+@node OOD
+@unnumbered Out-of-date determination
+
+The main task for build system is deciding if the target is out-of-date
+and needs rebuilding. The single most reliable way to do that is to
+compare file's content with previously recorded one. But that is too
+expensive.
+
+So direct content storage/comparison can be replaced with
+collision-resistant hash function of enough length. @command{goredo}
+uses @url{https://github.com/BLAKE3-team/BLAKE3, BLAKE3} with 256-bit
+output for that purpose.
+
+Also it stores file's size.

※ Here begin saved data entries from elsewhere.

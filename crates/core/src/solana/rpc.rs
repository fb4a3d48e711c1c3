use async_trait::async_trait;
use base64::Engine;
use reqwest::Client;
use serde::Deserialize;
use serde_json::{json, Value};
use std::time::Duration;

use crate::errors::CoreError;

use super::address::address_to_bytes;

/// A parsed SPL token account as reported by `getTokenAccountsByOwner`.
#[derive(Debug, Clone, PartialEq)]
pub struct TokenAccount {
    pub mint: String,
    pub amount: u64,
    pub decimals: u8,
    pub ui_amount: f64,
}

/// The subset of the Solana JSON-RPC API the wallet layer needs.
#[async_trait]
pub trait SolanaRpc: Send + Sync {
    /// Balance of `address` in lamports.
    async fn get_balance(&self, address: &str) -> Result<u64, CoreError>;

    /// Token accounts owned by `owner` under the given token program.
    async fn get_token_accounts(
        &self,
        owner: &str,
        program_id: &str,
    ) -> Result<Vec<TokenAccount>, CoreError>;

    /// A recent blockhash to anchor a new transaction.
    async fn get_latest_blockhash(&self) -> Result<[u8; 32], CoreError>;

    /// Submit a signed wire transaction. Returns the base58 signature.
    async fn send_transaction(&self, wire: &[u8]) -> Result<String, CoreError>;
}

/// JSON-RPC 2.0 client over HTTP.
pub struct HttpSolanaRpc {
    client: Client,
    url: String,
}

impl HttpSolanaRpc {
    pub fn new(url: impl Into<String>) -> Self {
        Self {
            client: Client::builder()
                .timeout(Duration::from_secs(30))
                .build()
                .unwrap_or_else(|_| Client::new()),
            url: url.into(),
        }
    }

    pub fn url(&self) -> &str {
        &self.url
    }

    async fn call(&self, method: &str, params: Value) -> Result<Value, CoreError> {
        let body = json!({
            "jsonrpc": "2.0",
            "id": 1,
            "method": method,
            "params": params,
        });

        let resp: RpcResponse = self
            .client
            .post(&self.url)
            .json(&body)
            .send()
            .await?
            .error_for_status()?
            .json()
            .await
            .map_err(|e| CoreError::Rpc(format!("{method}: unreadable response: {e}")))?;

        if let Some(err) = resp.error {
            return Err(CoreError::Rpc(format!("{method}: {} (code {})", err.message, err.code)));
        }
        resp.result
            .ok_or_else(|| CoreError::Rpc(format!("{method}: response has no result")))
    }
}

#[derive(Deserialize)]
struct RpcResponse {
    result: Option<Value>,
    error: Option<RpcErrorBody>,
}

#[derive(Deserialize)]
struct RpcErrorBody {
    code: i64,
    message: String,
}

#[derive(Deserialize)]
struct ParsedTokenAmount {
    amount: String,
    decimals: u8,
    #[serde(rename = "uiAmount")]
    ui_amount: Option<f64>,
}

#[async_trait]
impl SolanaRpc for HttpSolanaRpc {
    async fn get_balance(&self, address: &str) -> Result<u64, CoreError> {
        let result = self.call("getBalance", json!([address])).await?;
        result
            .get("value")
            .and_then(Value::as_u64)
            .ok_or_else(|| CoreError::Rpc("getBalance: missing value".into()))
    }

    async fn get_token_accounts(
        &self,
        owner: &str,
        program_id: &str,
    ) -> Result<Vec<TokenAccount>, CoreError> {
        let result = self
            .call(
                "getTokenAccountsByOwner",
                json!([owner, { "programId": program_id }, { "encoding": "jsonParsed" }]),
            )
            .await?;

        let accounts = result
            .get("value")
            .and_then(Value::as_array)
            .ok_or_else(|| CoreError::Rpc("getTokenAccountsByOwner: missing value".into()))?;

        let parsed = accounts
            .iter()
            .filter_map(|acct| {
                let info = acct.pointer("/account/data/parsed/info")?;
                let mint = info.get("mint")?.as_str()?.to_string();
                let amount: ParsedTokenAmount =
                    serde_json::from_value(info.get("tokenAmount")?.clone()).ok()?;
                let raw = amount.amount.parse::<u64>().ok()?;
                let ui_amount = amount
                    .ui_amount
                    .unwrap_or_else(|| raw as f64 / 10f64.powi(amount.decimals as i32));
                Some(TokenAccount {
                    mint,
                    amount: raw,
                    decimals: amount.decimals,
                    ui_amount,
                })
            })
            .collect();

        Ok(parsed)
    }

    async fn get_latest_blockhash(&self) -> Result<[u8; 32], CoreError> {
        let result = self
            .call("getLatestBlockhash", json!([{ "commitment": "finalized" }]))
            .await?;
        let hash = result
            .pointer("/value/blockhash")
            .and_then(Value::as_str)
            .ok_or_else(|| CoreError::Rpc("getLatestBlockhash: missing blockhash".into()))?;
        address_to_bytes(hash).map_err(|e| CoreError::Rpc(format!("bad blockhash: {e}")))
    }

    async fn send_transaction(&self, wire: &[u8]) -> Result<String, CoreError> {
        let encoded = base64::engine::general_purpose::STANDARD.encode(wire);
        let result = self
            .call(
                "sendTransaction",
                json!([encoded, { "encoding": "base64", "preflightCommitment": "confirmed" }]),
            )
            .await?;
        result
            .as_str()
            .map(str::to_string)
            .ok_or_else(|| CoreError::Rpc("sendTransaction: signature missing".into()))
    }
}
pub mod errors;
pub mod models;
pub mod providers;
pub mod services;
pub mod solana;
pub mod storage;

use std::sync::Arc;
use std::time::Duration;

use models::settings::Settings;
use providers::registry::{brokerage_from_keys, MarketProviderRegistry};
use providers::traits::BrokerageProvider;
use services::{
    feed_service::FeedService,
    market_service::{MarketService, RetryPolicy},
    portfolio_service::PortfolioService,
    transaction_service::TransactionService,
    user_service::UserService,
    wallet_service::SolanaService,
};
use solana::{HttpSolanaRpc, SolanaRpc};
use storage::{Datastore, MemoryStore};

/// Main entry point for the Whale Watch core library.
/// Wires the datastore, the Solana RPC, market and brokerage providers
/// into the services the HTTP layer calls.
#[must_use]
pub struct WhaleWatch {
    settings: Settings,
    store: Arc<dyn Datastore>,
    solana: Arc<SolanaService>,
    market: Arc<MarketService>,
    users: UserService,
    transactions: TransactionService,
    portfolios: PortfolioService,
    feed: FeedService,
}

impl std::fmt::Debug for WhaleWatch {
    fn fmt(&self, f: &mut std::fmt::Formatter<'_>) -> std::fmt::Result {
        f.debug_struct("WhaleWatch")
            .field("solana_rpc_url", &self.settings.solana_rpc_url)
            .field("market_providers", &self.market.provider_names())
            .field("feed_running", &self.feed.is_running())
            .finish()
    }
}

impl WhaleWatch {
    /// Volatile in-memory store, live RPC and market endpoints from `settings`.
    pub fn new(settings: Settings) -> Self {
        Self::with_store(settings, Arc::new(MemoryStore::new()))
    }

    /// Live RPC and market endpoints over a caller-supplied store.
    pub fn with_store(settings: Settings, store: Arc<dyn Datastore>) -> Self {
        let rpc: Arc<dyn SolanaRpc> = Arc::new(HttpSolanaRpc::new(settings.solana_rpc_url.clone()));
        let registry = MarketProviderRegistry::new_with_defaults(&settings);
        let brokerage: Arc<dyn BrokerageProvider> = Arc::from(brokerage_from_keys(&settings.api_keys));
        Self::from_parts(settings, store, rpc, registry, brokerage)
    }

    /// Fully injected construction, used by tests and custom deployments.
    pub fn from_parts(
        settings: Settings,
        store: Arc<dyn Datastore>,
        rpc: Arc<dyn SolanaRpc>,
        registry: MarketProviderRegistry,
        brokerage: Arc<dyn BrokerageProvider>,
    ) -> Self {
        let solana = Arc::new(SolanaService::new(rpc));
        let market = Arc::new(MarketService::new(registry, RetryPolicy::from_settings(&settings)));

        Self {
            users: UserService::new(Arc::clone(&store)),
            transactions: TransactionService::new(Arc::clone(&store), settings.transaction_limit),
            portfolios: PortfolioService::new(
                Arc::clone(&store),
                Arc::clone(&solana),
                Arc::clone(&market),
                brokerage,
            ),
            feed: FeedService::new(Duration::from_millis(settings.feed_interval_ms.max(1))),
            settings,
            store,
            solana,
            market,
        }
    }

    // ── Accessors ───────────────────────────────────────────────────

    pub fn settings(&self) -> &Settings {
        &self.settings
    }

    pub fn store(&self) -> &Arc<dyn Datastore> {
        &self.store
    }

    pub fn solana(&self) -> &SolanaService {
        &self.solana
    }

    pub fn market(&self) -> &MarketService {
        &self.market
    }

    pub fn users(&self) -> &UserService {
        &self.users
    }

    pub fn transactions(&self) -> &TransactionService {
        &self.transactions
    }

    pub fn portfolios(&self) -> &PortfolioService {
        &self.portfolios
    }

    pub fn feed(&self) -> &FeedService {
        &self.feed
    }
}
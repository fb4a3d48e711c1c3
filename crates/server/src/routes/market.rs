//! Market data routes. These never fail upstream: when every live source
//! is down the service answers with mock data.

use axum::{
    extract::{rejection::QueryRejection, Path, Query, State},
    response::Json,
    routing::get,
    Router,
};
use serde::Deserialize;
use whale_watch_core::models::market::{
    ChartDays, Coin, CoinDetails, CoinSearchHit, GlobalMarketData, MarketChart, SimplePrices,
};

use super::required;
use crate::error::{ApiError, ApiResult};
use crate::state::AppState;

const DEFAULT_TOP_COUNT: usize = 20;
const MAX_TOP_COUNT: usize = 250;
const DEFAULT_CURRENCY: &str = "usd";

#[derive(Debug, Default, Deserialize)]
#[serde(default)]
pub struct TopQuery {
    pub count: Option<usize>,
    pub currency: Option<String>,
}

#[derive(Debug, Default, Deserialize)]
#[serde(default)]
pub struct ChartQuery {
    pub days: Option<String>,
    pub currency: Option<String>,
}

#[derive(Debug, Default, Deserialize)]
#[serde(default)]
pub struct SearchQuery {
    pub query: Option<String>,
}

#[derive(Debug, Default, Deserialize)]
#[serde(default)]
pub struct PricesQuery {
    /// Comma separated CoinGecko ids.
    pub ids: Option<String>,
    pub currency: Option<String>,
}

fn currency(value: Option<String>) -> String {
    value
        .map(|c| c.trim().to_lowercase())
        .filter(|c| !c.is_empty())
        .unwrap_or_else(|| DEFAULT_CURRENCY.to_string())
}

pub fn routes() -> Router<AppState> {
    Router::new()
        .route("/market/top", get(top_coins))
        .route("/market/chart/:coin_id", get(market_chart))
        .route("/market/coins/:coin_id", get(coin_details))
        .route("/market/search", get(search))
        .route("/market/global", get(global))
        .route("/market/prices", get(simple_prices))
}

async fn top_coins(
    State(state): State<AppState>,
    query: Result<Query<TopQuery>, QueryRejection>,
) -> ApiResult<Json<Vec<Coin>>> {
    let Query(q) = query?;
    let count = q.count.unwrap_or(DEFAULT_TOP_COUNT).clamp(1, MAX_TOP_COUNT);
    Ok(Json(state.app.market().get_top_coins(count, &currency(q.currency)).await))
}

async fn market_chart(
    State(state): State<AppState>,
    Path(coin_id): Path<String>,
    query: Result<Query<ChartQuery>, QueryRejection>,
) -> ApiResult<Json<MarketChart>> {
    let Query(q) = query?;
    let days = match q.days {
        Some(d) => d.parse::<ChartDays>().map_err(ApiError::bad_request)?,
        None => ChartDays::default(),
    };
    let chart = state
        .app
        .market()
        .get_market_chart(&coin_id, days, &currency(q.currency))
        .await;
    Ok(Json(chart))
}

async fn coin_details(
    State(state): State<AppState>,
    Path(coin_id): Path<String>,
) -> Json<CoinDetails> {
    Json(state.app.market().get_coin_details(&coin_id).await)
}

async fn search(
    State(state): State<AppState>,
    query: Result<Query<SearchQuery>, QueryRejection>,
) -> ApiResult<Json<Vec<CoinSearchHit>>> {
    let Query(q) = query?;
    let term = required(q.query)?;
    Ok(Json(state.app.market().search_coins(term.trim()).await))
}

async fn global(State(state): State<AppState>) -> Json<GlobalMarketData> {
    Json(state.app.market().get_global_data().await)
}

async fn simple_prices(
    State(state): State<AppState>,
    query: Result<Query<PricesQuery>, QueryRejection>,
) -> ApiResult<Json<SimplePrices>> {
    let Query(q) = query?;
    let ids: Vec<String> = required(q.ids)?
        .split(',')
        .map(|id| id.trim().to_lowercase())
        .filter(|id| !id.is_empty())
        .collect();
    if ids.is_empty() {
        return Err(ApiError::missing_fields());
    }
    Ok(Json(
        state.app.market().get_simple_prices(&ids, &currency(q.currency)).await,
    ))
}
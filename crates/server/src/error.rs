use axum::extract::rejection::{JsonRejection, QueryRejection};
use axum::http::StatusCode;
use axum::response::{IntoResponse, Response};
use axum::Json;
use log::{error, warn};
use serde_json::json;
use whale_watch_core::errors::CoreError;

/// An HTTP error with a `{"error": message}` body.
///
/// Caller mistakes keep their message. Server-side failures are logged in
/// full and answered with a generic message.
#[derive(Debug, Clone, PartialEq)]
pub struct ApiError {
    pub status: StatusCode,
    pub message: String,
}

impl ApiError {
    pub fn bad_request(message: impl Into<String>) -> Self {
        Self {
            status: StatusCode::BAD_REQUEST,
            message: message.into(),
        }
    }

    pub fn missing_fields() -> Self {
        Self::bad_request("Missing required fields")
    }

    pub fn internal(message: impl Into<String>) -> Self {
        Self {
            status: StatusCode::INTERNAL_SERVER_ERROR,
            message: message.into(),
        }
    }

    /// Map a core error, answering server-side failures with `fallback`.
    pub fn with_context(err: CoreError, fallback: &str) -> Self {
        match err {
            CoreError::ValidationError(message) => Self::bad_request(message),
            e if e.is_client_error() => Self::bad_request(e.to_string()),
            CoreError::NotFound { entity, .. } => Self {
                status: StatusCode::NOT_FOUND,
                message: format!("{entity} not found"),
            },
            e => {
                error!("{fallback}: {e}");
                Self::internal(fallback)
            }
        }
    }
}

impl From<CoreError> for ApiError {
    fn from(err: CoreError) -> Self {
        Self::with_context(err, "Internal server error")
    }
}

impl From<JsonRejection> for ApiError {
    fn from(rejection: JsonRejection) -> Self {
        warn!("Rejected request body: {}", rejection.body_text());
        Self::bad_request(rejection.body_text())
    }
}

impl From<QueryRejection> for ApiError {
    fn from(rejection: QueryRejection) -> Self {
        Self::bad_request(rejection.body_text())
    }
}

impl IntoResponse for ApiError {
    fn into_response(self) -> Response {
        (self.status, Json(json!({ "error": self.message }))).into_response()
    }
}

pub type ApiResult<T> = Result<T, ApiError>;
// ═══════════════════════════════════════════════════════════════════
// Storage Tests: snapshot format, encryption, encrypted MemoryStore
// ═══════════════════════════════════════════════════════════════════

use chrono::{Duration, Utc};
use std::collections::HashMap;

use whale_watch_core::errors::CoreError;
use whale_watch_core::models::portfolio::Portfolio;
use whale_watch_core::models::transaction::{AccountKind, Transaction, TransactionStatus};
use whale_watch_core::models::user::{LinkedWallet, User, WalletType};
use whale_watch_core::storage::encryption::{self, KdfParams, SnapshotKey};
use whale_watch_core::storage::format::{self, SnapshotHeader, HEADER_SIZE, MAGIC};
use whale_watch_core::storage::manager::StorageManager;
use whale_watch_core::storage::{Database, Datastore, MemoryStore};

const PASSWORD: &str = "correct horse battery staple";

fn fast() -> KdfParams {
    KdfParams::insecure_fast()
}

fn transaction(id: &str, user: &str, minutes_ago: i64) -> Transaction {
    Transaction {
        id: id.into(),
        user_id: user.into(),
        from: AccountKind::Alpaca,
        to: AccountKind::PhantomWallet,
        amount_usd: 100.0,
        status: TransactionStatus::Pending,
        tx_hash: None,
        initiated_at: Utc::now() - Duration::minutes(minutes_ago),
        completed_at: None,
    }
}

fn sample_database() -> Database {
    let mut user = User::new("u1", "u1@example.com");
    user.alpaca_linked = true;
    user.wallets.push(LinkedWallet {
        wallet_type: WalletType::Solana,
        address: "11111111111111111111111111111111".into(),
    });

    let mut portfolio = Portfolio::empty("u1");
    portfolio.defi_holdings = HashMap::from([("SOL".to_string(), 1.25)]);
    portfolio.defi_equity_usd = 165.7;
    portfolio.total_equity_usd = 165.7;

    let mut done = transaction("t2", "u1", 5);
    done.status = TransactionStatus::Completed;
    done.tx_hash = Some("5abc".into());
    done.completed_at = Some(Utc::now());

    let mut db = Database::new();
    db.users.insert(user.uid.clone(), user);
    db.portfolios.insert("u1".into(), portfolio);
    db.transactions.insert("t1".into(), transaction("t1", "u1", 10));
    db.transactions.insert("t2".into(), done);
    db
}

// ═══════════════════════════════════════════════════════════════════
// Encryption primitives
// ═══════════════════════════════════════════════════════════════════

#[test]
fn derive_key_is_deterministic_per_salt() {
    let salt = [1u8; 16];
    let a = encryption::derive_key(PASSWORD, &salt, &fast()).unwrap();
    let b = encryption::derive_key(PASSWORD, &salt, &fast()).unwrap();
    let c = encryption::derive_key(PASSWORD, &[2u8; 16], &fast()).unwrap();
    assert_eq!(*a, *b);
    assert_ne!(*a, *c);
}

#[test]
fn encrypt_decrypt_and_tamper_detection() {
    let key = [9u8; 32];
    let nonce = encryption::generate_nonce().unwrap();
    let mut ct = encryption::encrypt(b"whale", &key, &nonce).unwrap();
    assert_eq!(ct.len(), 5 + 16);
    assert_eq!(encryption::decrypt(&ct, &key, &nonce).unwrap(), b"whale");

    ct[0] ^= 0xff;
    assert!(matches!(encryption::decrypt(&ct, &key, &nonce), Err(CoreError::Decryption)));
}

#[test]
fn snapshot_key_seals_with_fresh_nonces() {
    let key = SnapshotKey::generate(PASSWORD, fast()).unwrap();
    let (n1, c1) = key.seal(b"same").unwrap();
    let (n2, c2) = key.seal(b"same").unwrap();
    assert_ne!(n1, n2);
    assert_ne!(c1, c2);
    assert_eq!(key.open(&n1, &c1).unwrap(), b"same");

    let rederived = SnapshotKey::derive(PASSWORD, *key.salt(), *key.params()).unwrap();
    assert_eq!(rederived.open(&n2, &c2).unwrap(), b"same");
}

#[test]
fn snapshot_key_debug_hides_key_material() {
    let key = SnapshotKey::generate(PASSWORD, fast()).unwrap();
    let debug = format!("{key:?}");
    assert!(debug.contains("SnapshotKey"));
    assert!(!debug.contains("key: ["));
}

// ═══════════════════════════════════════════════════════════════════
// File format
// ═══════════════════════════════════════════════════════════════════

fn header(len: u64) -> SnapshotHeader {
    SnapshotHeader {
        version: format::CURRENT_VERSION,
        kdf_params: fast(),
        salt: [3u8; 16],
        nonce: [4u8; 12],
        ciphertext_len: len,
    }
}

#[test]
fn header_layout() {
    let bytes = format::encode(&header(3), b"xyz");
    assert_eq!(bytes.len(), HEADER_SIZE + 3);
    assert_eq!(&bytes[..4], MAGIC);
    assert_eq!(&bytes[4..6], &1u16.to_le_bytes());
    assert_eq!(&bytes[6..10], &8u32.to_le_bytes());

    let (decoded, body) = format::decode(&bytes).unwrap();
    assert_eq!(decoded, header(3));
    assert_eq!(body, b"xyz");
}

#[test]
fn decode_rejects_bad_magic_and_short_input() {
    let mut bytes = format::encode(&header(1), b"x");
    bytes[0] = b'X';
    assert!(matches!(format::decode(&bytes), Err(CoreError::InvalidFileFormat(_))));
    assert!(matches!(format::decode(b"WWDB"), Err(CoreError::InvalidFileFormat(_))));
}

#[test]
fn decode_rejects_future_version() {
    let mut h = header(1);
    h.version = format::CURRENT_VERSION + 1;
    let bytes = format::encode(&h, b"x");
    assert!(matches!(format::decode(&bytes), Err(CoreError::UnsupportedVersion(2))));
}

#[test]
fn decode_rejects_hostile_kdf_costs() {
    let mut h = header(1);
    h.kdf_params.memory_cost = u32::MAX;
    let bytes = format::encode(&h, b"x");
    assert!(matches!(format::decode(&bytes), Err(CoreError::InvalidFileFormat(_))));
}

#[test]
fn decode_rejects_truncated_ciphertext() {
    let mut bytes = format::encode(&header(10), b"0123456789");
    bytes.truncate(bytes.len() - 4);
    assert!(matches!(format::decode(&bytes), Err(CoreError::InvalidFileFormat(_))));
}

// ═══════════════════════════════════════════════════════════════════
// StorageManager
// ═══════════════════════════════════════════════════════════════════

#[test]
fn database_survives_save_and_load() {
    let db = sample_database();
    let bytes = StorageManager::save_with_password(&db, PASSWORD, fast()).unwrap();
    let (loaded, key) = StorageManager::load_from_bytes(&bytes, PASSWORD).unwrap();
    assert_eq!(loaded, db);
    assert_eq!(*key.params(), fast());
}

#[test]
fn wrong_password_fails_to_decrypt() {
    let bytes = StorageManager::save_with_password(&sample_database(), PASSWORD, fast()).unwrap();
    let err = StorageManager::load_from_bytes(&bytes, "hunter2").unwrap_err();
    assert!(matches!(err, CoreError::Decryption));
}

#[test]
fn snapshot_does_not_leak_plaintext() {
    let bytes = StorageManager::save_with_password(&sample_database(), PASSWORD, fast()).unwrap();
    let needle = b"u1@example.com";
    assert!(!bytes.windows(needle.len()).any(|w| w == needle));
}

#[test]
fn database_orders_user_transactions_newest_first() {
    let db = sample_database();
    let list = db.transactions_for_user("u1", 10);
    let ids: Vec<&str> = list.iter().map(|t| t.id.as_str()).collect();
    assert_eq!(ids, vec!["t2", "t1"]);
    assert_eq!(db.transactions_for_user("u1", 1).len(), 1);
    assert!(db.transactions_for_user("u2", 10).is_empty());
}

// ═══════════════════════════════════════════════════════════════════
// MemoryStore
// ═══════════════════════════════════════════════════════════════════

#[tokio::test]
async fn volatile_store_round_trips_documents() {
    let store = MemoryStore::new();
    assert!(!store.is_persistent());
    assert!(store.get_user("u1").await.unwrap().is_none());

    let user = User::new("u1", "u1@example.com");
    store.put_user(user.clone()).await.unwrap();
    assert_eq!(store.get_user("u1").await.unwrap(), Some(user));

    let mut replaced = User::new("u1", "new@example.com");
    replaced.plaid_linked = true;
    store.put_user(replaced.clone()).await.unwrap();
    assert_eq!(store.get_user("u1").await.unwrap(), Some(replaced));
    assert_eq!(store.snapshot().await.users.len(), 1);
}

#[tokio::test]
async fn encrypted_store_persists_every_write() {
    let dir = tempfile::tempdir().unwrap();
    let path = dir.path().join("whale.wwdb");

    {
        let store = MemoryStore::open_encrypted_with(&path, PASSWORD, fast()).await.unwrap();
        assert!(store.is_persistent());
        assert!(path.exists());
        store.put_user(User::new("u1", "u1@example.com")).await.unwrap();
        store.put_transaction(transaction("t1", "u1", 0)).await.unwrap();
        store.put_portfolio(Portfolio::empty("u1")).await.unwrap();
    }

    let reopened = MemoryStore::open_encrypted(&path, PASSWORD).await.unwrap();
    assert_eq!(reopened.get_user("u1").await.unwrap().unwrap().email, "u1@example.com");
    assert!(reopened.get_transaction("t1").await.unwrap().is_some());
    assert!(reopened.get_portfolio("u1").await.unwrap().is_some());
    assert_eq!(reopened.transactions_for_user("u1", 10).await.unwrap().len(), 1);
    assert!(!dir.path().join("whale.tmp").exists());
}

#[tokio::test]
async fn encrypted_store_rejects_wrong_password() {
    let dir = tempfile::tempdir().unwrap();
    let path = dir.path().join("whale.wwdb");
    MemoryStore::open_encrypted_with(&path, PASSWORD, fast()).await.unwrap();

    let err = MemoryStore::open_encrypted(&path, "wrong").await.unwrap_err();
    assert!(matches!(err, CoreError::Decryption));
}

#[tokio::test]
async fn encrypted_store_rejects_foreign_file() {
    let dir = tempfile::tempdir().unwrap();
    let path = dir.path().join("notes.txt");
    tokio::fs::write(&path, vec![b'a'; 100]).await.unwrap();

    let err = MemoryStore::open_encrypted(&path, PASSWORD).await.unwrap_err();
    assert!(matches!(err, CoreError::InvalidFileFormat(_)));
}

#[tokio::test]
async fn failed_persist_leaves_memory_unchanged() {
    let dir = tempfile::tempdir().unwrap();
    let data_dir = dir.path().join("data");
    tokio::fs::create_dir(&data_dir).await.unwrap();
    let store = MemoryStore::open_encrypted_with(data_dir.join("whale.wwdb"), PASSWORD, fast())
        .await
        .unwrap();
    store.put_user(User::new("u0", "u0@example.com")).await.unwrap();

    tokio::fs::remove_dir_all(&data_dir).await.unwrap();

    let err = store.put_user(User::new("u1", "u1@example.com")).await.unwrap_err();
    assert!(matches!(err, CoreError::FileIO(_)), "{err:?}");
    assert_eq!(store.get_user("u1").await.unwrap(), None);
    assert!(store.get_user("u0").await.unwrap().is_some());
    assert_eq!(store.snapshot().await.users.len(), 1);
}

#[tokio::test]
async fn debug_output_hides_key_material() {
    let dir = tempfile::tempdir().unwrap();
    let path = dir.path().join("whale.wwdb");
    let store = MemoryStore::open_encrypted_with(&path, PASSWORD, fast()).await.unwrap();

    let rendered = format!("{store:?}");
    assert!(rendered.contains("whale.wwdb"), "{rendered}");
    assert!(!rendered.contains("SnapshotKey"), "{rendered}");
    assert_eq!(format!("{:?}", MemoryStore::new()), "MemoryStore { path: None, .. }");
}
use axum::{
    extract::{rejection::JsonRejection, Path, State},
    response::Json,
    routing::{get, post},
    Router,
};
use whale_watch_core::models::portfolio::{Allocation, Portfolio, PortfolioWrite};
use whale_watch_core::services::portfolio_service::PortfolioService;

use crate::error::{ApiError, ApiResult};
use crate::state::AppState;

pub fn routes() -> Router<AppState> {
    Router::new()
        .route("/portfolios/:id", get(get_portfolio).post(write_portfolio))
        .route("/portfolios/:id/sync", post(sync_portfolio))
        .route("/portfolios/:id/allocation", get(get_allocation))
}

async fn get_portfolio(
    State(state): State<AppState>,
    Path(id): Path<String>,
) -> ApiResult<Json<Portfolio>> {
    Ok(Json(state.app.portfolios().get(&id).await?))
}

async fn write_portfolio(
    State(state): State<AppState>,
    Path(id): Path<String>,
    payload: Result<Json<PortfolioWrite>, JsonRejection>,
) -> ApiResult<Json<Portfolio>> {
    let Json(body) = payload?;
    Ok(Json(state.app.portfolios().put(&id, body).await?))
}

/// Recompute holdings from the brokerage and every linked Solana wallet.
async fn sync_portfolio(
    State(state): State<AppState>,
    Path(id): Path<String>,
) -> ApiResult<Json<Portfolio>> {
    state
        .app
        .portfolios()
        .sync(&id)
        .await
        .map(Json)
        .map_err(|e| ApiError::with_context(e, "Failed to sync portfolio"))
}

async fn get_allocation(
    State(state): State<AppState>,
    Path(id): Path<String>,
) -> ApiResult<Json<Allocation>> {
    let portfolio = state.app.portfolios().get(&id).await?;
    Ok(Json(PortfolioService::calculate_allocation(&portfolio)))
}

Obviously if size differs, then file's
+content too and there is no need to read and hash it.
+
+But still it could be relatively expensive. So there are additional
+possible checks that can skip need of hash checking, based on some trust
+to the underlying filesystem and operating system behaviour, controlled
+by @env{$REDO_INODE_TRUST} environment variable value:
+
+@table @env
+
+@item $REDO_INODE_TRUST=none
+Do not trust filesystem at all, except for file's size knowledge.
+Most reliable mode.
+
+@item $REDO_INODE_TRUST=ctime
+Trust @code{ctime} value of file's inode. It should change every time
+inode is updated. If nothing is touched and @code{ctime} is the same,
+then assume that file was not modified and we do not try to read its
+content. Unfortunately @code{ctime} also changes if link count is
+updated and ownership, that could give false positive decision and force
+file's rereading.
+
+@item $REDO_INODE_TRUST=mtime
+Trust @code{mtime} value of file's inode. It should change every time
+file's content is updated. But unfortunately there are
+@url{https://apenwarr.ca/log/20181113, many reasons} it won't.
+
+@end table
+
+Pay attention that although @code{mtime} is considered harmful (link
+above), and is hardly acceptable in build system like Make, because it
+compares timestamps of two files, redo is satisfied only with the fact
+of its changing, so badly jumping clocks are not so devastating. Modern
+filesystem and operating systems with micro- and nano-seconds resolution
+timestamps should be pretty good choice for @env{$REDO_INODE_TRUST=mtime}.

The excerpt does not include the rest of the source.